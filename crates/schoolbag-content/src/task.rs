//! The content task: a command loop around [`ContentReconciler`].

use crate::events::{ContentCommand, ContentEvent};
use crate::persistence::ContentPersistence;
use crate::reconciler::ContentReconciler;
use schoolbag_core::WeekdayClock;
use tokio::sync::{broadcast, mpsc};
use tokio_util::sync::CancellationToken;
use tracing::{debug, info};

/// Apply commands to the reconciler and publish the resulting events.
///
/// The initial packing lists are published on start. Runs until `cancel`
/// fires or every command sender is dropped.
pub async fn run_content<P, C>(
    mut reconciler: ContentReconciler<P, C>,
    mut commands: mpsc::Receiver<ContentCommand>,
    events: broadcast::Sender<ContentEvent>,
    cancel: CancellationToken,
) where
    P: ContentPersistence,
    C: WeekdayClock,
{
    info!(
        "Content task started with {} registered tags, {} in the bag",
        reconciler.registry().len(),
        reconciler.current_content().len()
    );
    publish(&events, vec![ContentEvent::Reconciled(reconciler.reconciliation())]);

    loop {
        let command = tokio::select! {
            biased;
            _ = cancel.cancelled() => break,
            command = commands.recv() => match command {
                Some(command) => command,
                None => {
                    debug!("Content command channel closed");
                    break;
                }
            },
        };

        let produced = match command {
            ContentCommand::TagAccepted(id) => reconciler.on_tag_accepted(id),
            ContentCommand::ReloadSettings => reconciler.reload(),
            ContentCommand::ApplySettings(settings) => reconciler.on_settings_changed(*settings),
        };
        publish(&events, produced);
    }

    info!("Content task stopped");
}

fn publish(events: &broadcast::Sender<ContentEvent>, produced: Vec<ContentEvent>) {
    for event in produced {
        // No subscribers is fine.
        let _ = events.send(event);
    }
}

- Your instructions
The whole of the material above needs to be copied exactly.

- Solution to this problem
filename crates/schoolbag-content/src/task.rs
//! The content task: a command loop around [`ContentReconciler`].

use crate::events::{ContentCommand, ContentEvent};
use crate::persistence::ContentPersistence;
use crate::reconciler::ContentReconciler;
use schoolbag_core::WeekdayClock;
use tokio::sync::{broadcast, mpsc};
use tokio_util::sync::CancellationToken;
use tracing::{debug, info};

/// Apply commands to the reconciler and publish the resulting events.
///
/// The initial packing lists are published on start. Runs until `cancel`
/// fires or every command sender is dropped.
pub async fn run_content<P, C>(
    mut reconciler: ContentReconciler<P, C>,
    mut commands: mpsc::Receiver<ContentCommand>,
    events: broadcast::Sender<ContentEvent>,
    cancel: CancellationToken,
) where
    P: ContentPersistence,
    C: WeekdayClock,
{
    info!(
        "Content task started with {} registered tags, {} in the bag",
        reconciler.registry().len(),
        reconciler.current_content().len()
    );
    publish(&events, vec![ContentEvent::Reconciled(reconciler.reconciliation())]);

    loop {
        let command = tokio::select! {
            biased;
            _ = cancel.cancelled() => break,
            command = commands.recv() => match command {
                Some(command) => command,
                None => {
                    debug!("Content command channel closed");
                    break;
                }
            },
        };

        let produced = match command {
            ContentCommand::TagAccepted(id) => reconciler.on_tag_accepted(id),
            ContentCommand::ReloadSettings => reconciler.reload(),
            ContentCommand::ApplySettings(settings) => reconciler.on_settings_changed(*settings),
        };
        publish(&events, produced);
    }

    info!("Content task stopped");
}

fn publish(events: &broadcast::Sender<ContentEvent>, produced: Vec<ContentEvent>) {
    for event in produced {
        // No subscribers is fine.
        let _ = events.send(event);
    }
}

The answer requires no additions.